В § 7.2 «Аспекты анализа рефлексивов» дается характеристика трех основных направлений изучения метаязыковых комментариев в аспекте филологического анализа текста. Первое направление – «от рефлексива» – предполагает исследование метаязыковых контекстов определенного тематического или структурного типа в одном или нескольких произведениях. Цель анализа – разработка типологии и выявление функциональной специфики рефлексивов данного типа. В работе представлен образец такого анализа на примере метатекста в прозе В. П. Некрасова. Второе направление – «от текста» – предполагает исследование метаязыковых комментариев в аспекте целостного или выборочного анализа конкретного произведения. Такой анализ выявляет роль рефлексивов в создании образной системы произведения. Примером подобного подхода может служить описание речевой рефлексии в «Скучной истории» А. П. Чехова. Третий путь анализа – «от темы» – заключается в выявлении роли рефлексивов в создании какого-либо художественного образа или в реализации какого-либо мотива в одном или нескольких произведениях. Этот анализ предполагает  описание  тематического   разнообразия   метаязыковых   оценок и их функций. В качестве иллюстрации данного типа в работе предлагается анализ мотива «советского языка» в русской прозе ХХ века.

В VIII главе, которая называется ««Литературный портрет слова»: проект словаря» ставится вопрос о лексикографическом описании метаязыковых комментариев и рассматриваются принципы такого описания. В § 8.1

««Непрофессиональные» толкования и лексикография» обосновывается возможность создания словарей нового типа, основанных на «наивных» комментариях к лексическим единицам (словари «народной» ономастики, этимологии, словари лексики ограниченного употребления, ассоциативные и т. д.). Особое место в этой серии займет словарь, в состав которого войдут комментарии   к словам и выражениям, выбранные из художественных текстов.

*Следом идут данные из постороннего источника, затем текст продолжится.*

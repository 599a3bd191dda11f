//! Corrective RAG workflow.
//!
//! Retrieves documents, grades their relevance, falls back to web search when
//! retrieval is insufficient, generates an answer and grades it for
//! groundedness and usefulness before returning.
//!
//! # Example
//! ```no_run
//! use crag_core::AppConfig;
//! use crag_graph::CragGraph;
//!
//! # async fn example() -> Result<(), Box<dyn std::error::Error>> {
//! let config = AppConfig::load()?;
//! let graph = CragGraph::from_config(&config)?;
//! let state = graph.invoke("what is lcel?").await?;
//! println!("{}", state.generation.unwrap_or_default());
//! # Ok(())
//! # }
//! ```

pub mod builder;
pub mod chains;
pub mod graph;
pub mod search;
pub mod state;

#[cfg(test)]
mod tests;

pub use chains::{Chains, Grade};
pub use graph::{decide_to_generate, CragGraph, GenerationVerdict, GraphRun, GraphSettings, Node};
pub use search::{create_search_client, results_to_document, SearchResult, TavilySearch, WebSearch};
pub use state::{GraphState, StateUpdate};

Далее анализируется опыт использования «непрофессиональных» толкований в лексикографической практике; составители словарей используют такие толкования а) в качестве иллюстративного материала, б) как источники толкований при описании материала, ранее не отмеченного словарями или описанного неточно, в) в качестве предмета лексикографирования и г) как жанровую модель для формулирования «понятных» словарных дефиниций.

В § 8.2 «Принципы и способы лексикографического описания метаязыковых комментариев» предлагается проект словаря, включающего рефлексивы из произведений русской художественной литературы (проза, драматургия) XIX, XX и начала XXI вв. Проект получил условное название «Литературный портрет слова».  Как  известно,  литературный  портрет  стремится  не столько к точности описания, сколько к художественному изображению наиболее ярких, индивидуальных черт объекта. Литературный портрет слова (или любой другой языковой единицы) также не является исчерпывающим лингвистическим описанием; его нельзя отождествлять со словарной статьей «обычного» словаря, включающей всестороннюю характеристику семантики слова. Как правило, автор художественного произведения обращает внимание на те свойства языковой единицы, которые соотносятся с текущей художественной задачей автора и актуальны для образной системы данного произведения. Таким образом, под литературным портретом слова (выражения) понимается метаязыковой комментарий к слову (выражению), являющийся элементом художественного произведения.

Словник словаря составляют слова и выражения (примерно 5 тыс. единиц), подвергшиеся метаязыковой рефлексии в художественных текстах XIX – начала XXI вв. В словник вошли слова знаменательных частей речи, служебные слова (Аво́сь, Но́ и т. п.), отдельные морфемы, (Еньк и т. д.), некоторые звуки и буквы (Д, Т, Ф и др.), выражения со структурой словосочетаний (Внесуде́бная расправа, В рабо́чем поря́дке  и др.)  и предложений  (Жи́знь –  сложная шту́ка;

Вода́ заду́малась и т. п.), а также воспроизводимые единицы, которые не реализуют моделей словосочетания или предложения (Вот в на́ше вре́мя; Где́-то по большо́му счёту и т. п.), но воспринимаются говорящими как устойчивые. Вход в словарь основан на алфавитном расположении вокабул.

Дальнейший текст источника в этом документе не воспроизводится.